A paintball saved my life...
Young Canberran Matt Monu has battled cancer, and won. Photo: Jay Cronan
An errant paintball saved Matt Monu's life - twice. The pellet hit his groin causing excruciating pain and forced him to see a doctor who ultimately diagnosed testicular cancer that had spread to his lymph nodes and lungs.
There were no other symptoms and doctors told the 21-year-old they had caught the deadly disease at the last possible moment for a good outcome.
Then while treating Mr Monu, doctors found another unrelated tumour in his abdomen.
More than 12 months later- after two serious operations and four cycles of chemotherapy, he was given the cancer all-clear.

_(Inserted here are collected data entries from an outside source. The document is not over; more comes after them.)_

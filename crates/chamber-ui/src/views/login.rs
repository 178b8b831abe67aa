use std::str::FromStr;

use chamber_core::permissions::Role;
use web_sys::{
  HtmlInputElement,
  HtmlSelectElement
};
use yew::{
  Callback,
  Event,
  Html,
  InputEvent,
  SubmitEvent,
  TargetCast,
  function_component,
  html,
  use_context,
  use_state
};
use yew_router::prelude::use_navigator;

use crate::app::{
  AppContext,
  Route
};
use crate::storage::Session;

fn build_session(
  name: &str,
  role: &str
) -> Result<Session, String> {
  let name = name.trim();
  if name.is_empty() {
    return Err(
      "Enter your name to sign in."
        .to_string()
    );
  }
  let role = Role::from_str(role)
    .map_err(|err| format!("{err:#}"))?;
  Ok(Session {
    name: name.to_string(),
    role
  })
}

#[function_component(LoginView)]
pub fn login_view() -> Html {
  let context = use_context::<AppContext>();
  let navigator = use_navigator();
  let name = use_state(String::new);
  let role = use_state(|| {
    Role::Member.as_str().to_string()
  });
  let error = use_state(|| None::<String>);

  let on_name = {
    let name = name.clone();
    Callback::from(move |event: InputEvent| {
      let input: HtmlInputElement =
        event.target_unchecked_into();
      name.set(input.value());
    })
  };

  let on_role = {
    let role = role.clone();
    Callback::from(move |event: Event| {
      let select: HtmlSelectElement =
        event.target_unchecked_into();
      role.set(select.value());
    })
  };

  let on_submit = {
    let name = name.clone();
    let role = role.clone();
    let error = error.clone();
    Callback::from(
      move |event: SubmitEvent| {
        event.prevent_default();
        match build_session(&name, &role) {
          | Ok(session) => {
            tracing::info!(
              role = %session.role,
              "signed in"
            );
            error.set(None);
            if let Some(ctx) = context.as_ref()
            {
              ctx
                .on_session
                .emit(Some(session));
            }
            if let Some(navigator) =
              navigator.as_ref()
            {
              navigator.push(&Route::Dashboard);
            }
          }
          | Err(message) => {
            error.set(Some(message))
          }
        }
      }
    )
  };

  html! {
      <section class="view login">
          <h1>{ "Sign in" }</h1>
          <form class="form" onsubmit={on_submit}>
              <label>
                  { "Name" }
                  <input type="text" value={(*name).clone()} oninput={on_name} />
              </label>
              <label>
                  { "Role" }
                  <select onchange={on_role}>
                      {
                          for Role::ALL.iter().map(|option| html! {
                              <option
                                  value={option.as_str()}
                                  selected={option.as_str() == role.as_str()}
                              >
                                  { option.label() }
                              </option>
                          })
                      }
                  </select>
              </label>
              {
                  if let Some(message) = (*error).clone() {
                      html! { <div class="notice">{ message }</div> }
                  } else {
                      html! {}
                  }
              }
              <button class="btn" type="submit">{ "Sign in" }</button>
          </form>
      </section>
  }
}

#[cfg(test)]
mod tests {
  use super::*;

  #[test]
  fn blank_name_is_rejected() {
    assert!(build_session("  ", "member").is_err());
  }

  #[test]
  fn unknown_role_is_rejected() {
    assert!(build_session("Ada", "guest").is_err());
  }

  #[test]
  fn session_is_built_from_trimmed_name() {
    let session = build_session(" Ada ", "Board")
      .expect("valid session");
    assert_eq!(session.name, "Ada");
    assert_eq!(session.role, Role::Board);
  }
}
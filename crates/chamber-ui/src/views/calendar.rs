use chamber_core::calendar::{
  CalendarItem,
  items_on
};
use chamber_core::datetime::to_project_date;
use chrono::{
  Datelike,
  Months,
  NaiveDate,
  Utc
};
use yew::{
  Callback,
  Html,
  MouseEvent,
  function_component,
  html,
  use_context,
  use_state
};

use super::render_snapshot;
use crate::app::AppContext;
use crate::components::{
  CalendarItemCard,
  EmptyView
};

fn first_of_month(
  date: NaiveDate
) -> NaiveDate {
  date.with_day(1).unwrap_or(date)
}

fn month_days(
  first: NaiveDate
) -> Vec<NaiveDate> {
  first
    .iter_days()
    .take_while(|day| {
      day.month() == first.month()
    })
    .collect()
}

fn render_items(
  items: Vec<CalendarItem>
) -> Html {
  html! {
      <div class="calendar-list">
          {
              for items.into_iter().map(|item| {
                  html! { <CalendarItemCard key={item.id.clone()} {item} /> }
              })
          }
      </div>
  }
}

#[function_component(CalendarView)]
pub fn calendar_view() -> Html {
  let context = use_context::<AppContext>();
  let focus = use_state(|| {
    first_of_month(to_project_date(
      Utc::now()
    ))
  });

  let shift = |months: i32| {
    let focus = focus.clone();
    Callback::from(move |_: MouseEvent| {
      let next = if months < 0 {
        focus.checked_sub_months(
          Months::new(months.unsigned_abs())
        )
      } else {
        focus.checked_add_months(
          Months::new(months.unsigned_abs())
        )
      };
      if let Some(next) = next {
        focus.set(next);
      }
    })
  };
  let on_prev = shift(-1);
  let on_next = shift(1);
  let first = *focus;

  render_snapshot(context.as_ref(), |snapshot| {
    let items = snapshot.calendar_items();
    let undated: Vec<_> = items
      .iter()
      .filter(|item| !item.start.is_valid())
      .cloned()
      .collect();

    let days: Vec<_> = month_days(first)
      .into_iter()
      .filter_map(|day| {
        let on_day: Vec<_> = items_on(&items, day)
          .into_iter()
          .cloned()
          .collect();
        (!on_day.is_empty()).then_some((day, on_day))
      })
      .collect();

    html! {
        <section class="view calendar">
            <div class="calendar-toolbar">
                <button class="btn" onclick={on_prev}>{ "‹" }</button>
                <h1>{ first.format("%B %Y").to_string() }</h1>
                <button class="btn" onclick={on_next}>{ "›" }</button>
            </div>
            {
                if days.is_empty() {
                    html! { <EmptyView message="No meetings, events or projects this month." /> }
                } else {
                    html! {
                        <>
                            {
                                for days.into_iter().map(|(day, on_day)| {
                                    html! {
                                        <div class="calendar-day" key={day.to_string()}>
                                            <h3>{ day.format("%a %d").to_string() }</h3>
                                            { render_items(on_day) }
                                        </div>
                                    }
                                })
                            }
                        </>
                    }
                }
            }
            {
                if undated.is_empty() {
                    html! {}
                } else {
                    html! {
                        <div class="calendar-day undated">
                            <h3>{ "Missing or invalid dates" }</h3>
                            { render_items(undated) }
                        </div>
                    }
                }
            }
        </section>
    }
  })
}

#[cfg(test)]
mod tests {
  use super::*;

  #[test]
  fn month_days_cover_the_whole_month() {
    let first =
      NaiveDate::from_ymd_opt(2024, 2, 1)
        .expect("valid date");
    let days = month_days(first);
    assert_eq!(days.len(), 29);
    assert_eq!(
      days.last().copied(),
      NaiveDate::from_ymd_opt(2024, 2, 29)
    );
  }

  #[test]
  fn first_of_month_truncates_day() {
    let date =
      NaiveDate::from_ymd_opt(2024, 7, 19)
        .expect("valid date");
    assert_eq!(
      first_of_month(date),
      NaiveDate::from_ymd_opt(2024, 7, 1)
        .expect("valid date")
    );
  }
}
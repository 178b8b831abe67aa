use chamber_core::permissions::Role;
use chamber_core::records::TaskRecord;
use chamber_core::snapshot::ChamberSnapshot;
use serde::{
  Deserialize,
  Serialize
};

const SNAPSHOT_STORAGE_KEY: &str =
  "chamber.snapshot";
const SESSION_STORAGE_KEY: &str =
  "chamber.session";

#[derive(
  Clone,
  Debug,
  PartialEq,
  Serialize,
  Deserialize,
)]
pub struct Session {
  pub name: String,
  pub role: Role
}

fn local_storage()
-> Option<web_sys::Storage> {
  web_sys::window().and_then(|window| {
    window
      .local_storage()
      .ok()
      .flatten()
  })
}

/// `Ok(None)` when nothing has been stored yet.
pub fn load_snapshot()
-> Result<Option<ChamberSnapshot>, String> {
  let Some(storage) = local_storage()
  else {
    return Err(
      "local storage is unavailable"
        .to_string()
    );
  };

  let stored = storage
    .get_item(SNAPSHOT_STORAGE_KEY)
    .map_err(|err| {
      format!(
        "failed reading snapshot: \
         {err:?}"
      )
    })?;

  match stored {
    | Some(raw) => {
      ChamberSnapshot::from_json_str(&raw)
        .map(Some)
        .map_err(|err| format!("{err:#}"))
    }
    | None => Ok(None)
  }
}

pub fn save_tasks(
  snapshot: &ChamberSnapshot,
  tasks: Vec<TaskRecord>
) -> Result<ChamberSnapshot, String> {
  let mut next = snapshot.clone();
  next.tasks = tasks;

  let raw = serde_json::to_string(&next)
    .map_err(|err| {
      format!(
        "failed encoding snapshot: {err}"
      )
    })?;
  let storage = local_storage()
    .ok_or_else(|| {
      "local storage is unavailable"
        .to_string()
    })?;
  storage
    .set_item(SNAPSHOT_STORAGE_KEY, &raw)
    .map_err(|err| {
      format!(
        "failed saving snapshot: {err:?}"
      )
    })?;

  Ok(next)
}

pub fn load_session() -> Option<Session>
{
  let raw = local_storage()
    .and_then(|storage| {
      storage
        .get_item(SESSION_STORAGE_KEY)
        .ok()
        .flatten()
    })?;

  match serde_json::from_str::<Session>(
    &raw
  ) {
    | Ok(session) => Some(session),
    | Err(error) => {
      tracing::warn!(
        %error,
        "discarding unreadable session"
      );
      None
    }
  }
}

pub fn save_session(
  session: Option<&Session>
) {
  let Some(storage) = local_storage()
  else {
    return;
  };

  let result = match session {
    | Some(session) => {
      match serde_json::to_string(session)
      {
        | Ok(raw) => storage.set_item(
          SESSION_STORAGE_KEY,
          &raw
        ),
        | Err(error) => {
          tracing::error!(
            %error,
            "failed encoding session"
          );
          return;
        }
      }
    }
    | None => storage
      .remove_item(SESSION_STORAGE_KEY)
  };

  if let Err(error) = result {
    tracing::warn!(
      ?error,
      "failed persisting session"
    );
  }
}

But he freely admits to being a terrible patient in the beginning and credits Canberra Hospital's counselling service for helping him through the toughest period of his life.
"First couple of weeks I was in denial, I though the doctors are just doing this so they can have money and all this kind of rubbish excuses instead of saying, 'It's cancer- I'm going to do chemo and get it done', I was denying it for two, three weeks. Trying to avoid any possible surgeries and possible chemo and just praying it would go away," he said.
Initially Mr Monu refused to tell his friends about the diagnosis and would sit at home alone thinking "dark thoughts."
"I would see [the psychologists] a lot. Whenever I would get really angry or really sad, or just didn't know what to do they would help me," he said.
"I didn't tell my friends for the first two, three months of the diagnosis and then eventually it all just came out when I became more confident, because especially losing hair ...someone my age losing all their hair is quite damaging to their self-esteem, so I didn't want to do anything, I didn't want to talk to anybody- I just wanted to stay at home."
Stem cell carcinoma is one of the rarest cancers and Mr Monu required a heavy dose of chemotherapy.
"I've had four cycles of chemo; five hours for five days a week, then two weeks break, then another five hours five days a week," he said.
Mr Mon lost all his body hair and got very thin.
"I'm 6 foot 5 so an average weight for me is about 95 to 100 kilos and at the end of chemo I weight about 85 kilos," he said.
But now, he's feeling much better and without going so far as to be grateful for the cancer Mr Monu said the illness had made him a nicer, less materialistic person.
"I'm feeling about 90 per cent. I'm not feeling tired or sick but when I exercise I get pain. The second surgery was massive - from my sternum to the public bone they cut me."